• DATA PROVIDED:
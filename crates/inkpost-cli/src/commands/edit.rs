use inkpost_core::{Draft, OfflineFacade};

use crate::cli::PostArgs;
use crate::commands::common::{build_payload, edit_base, resolve_post_content, short_id};
use crate::commands::sync::run_sync;
use crate::error::CliError;

pub async fn run_new(facade: &OfflineFacade, post: &PostArgs) -> Result<(), CliError> {
    let draft = queue_new_post(facade, post)?;
    announce_and_sync(facade, &draft).await
}

pub async fn run_edit(
    facade: &OfflineFacade,
    blog_id: &str,
    post: &PostArgs,
) -> Result<(), CliError> {
    let draft = queue_edit(facade, blog_id, post)?;
    announce_and_sync(facade, &draft).await
}

pub fn queue_new_post(facade: &OfflineFacade, post: &PostArgs) -> Result<Draft, CliError> {
    if post.title.as_deref().is_none_or(|title| title.trim().is_empty()) {
        return Err(CliError::EmptyTitle);
    }
    let content = resolve_post_content(&post.content, "")?;
    let payload = build_payload(post, content, None)?;
    Ok(facade.save_draft(None, payload)?)
}

pub fn queue_edit(
    facade: &OfflineFacade,
    blog_id: &str,
    post: &PostArgs,
) -> Result<Draft, CliError> {
    let blog_id = blog_id.trim();
    if blog_id.is_empty() {
        return Err(CliError::Config("blog id must not be empty".to_string()));
    }

    let base = edit_base(facade, blog_id)?;
    let initial = base.as_ref().map_or("", |base| base.content.as_str());
    let content = resolve_post_content(&post.content, initial)?;
    let payload = build_payload(post, content, base.as_ref())?;
    Ok(facade.save_draft(Some(blog_id), payload)?)
}

async fn announce_and_sync(facade: &OfflineFacade, draft: &Draft) -> Result<(), CliError> {
    if facade.is_offline() {
        println!(
            "Queued draft {} for {} (offline); it will sync when you're back online",
            short_id(&draft.id),
            draft.target_label()
        );
        return Ok(());
    }

    println!("Queued draft {} for {}", short_id(&draft.id), draft.target_label());
    run_sync(facade).await
}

• EXERCISE AIM: The required output is the exact run of lines from the beginning of the records to the line with "let payload = build_payload(post, content, None)?;", that line included.

• ANSWER FOR THIS EXERCISE:
filename crates/inkpost-cli/src/commands/edit.rs
use inkpost_core::{Draft, OfflineFacade};

use crate::cli::PostArgs;
use crate::commands::common::{build_payload, edit_base, resolve_post_content, short_id};
use crate::commands::sync::run_sync;
use crate::error::CliError;

pub async fn run_new(facade: &OfflineFacade, post: &PostArgs) -> Result<(), CliError> {
    let draft = queue_new_post(facade, post)?;
    announce_and_sync(facade, &draft).await
}

pub async fn run_edit(
    facade: &OfflineFacade,
    blog_id: &str,
    post: &PostArgs,
) -> Result<(), CliError> {
    let draft = queue_edit(facade, blog_id, post)?;
    announce_and_sync(facade, &draft).await
}

pub fn queue_new_post(facade: &OfflineFacade, post: &PostArgs) -> Result<Draft, CliError> {
    if post.title.as_deref().is_none_or(|title| title.trim().is_empty()) {
        return Err(CliError::EmptyTitle);
    }
    let content = resolve_post_content(&post.content, "")?;
    let payload = build_payload(post, content, None)?;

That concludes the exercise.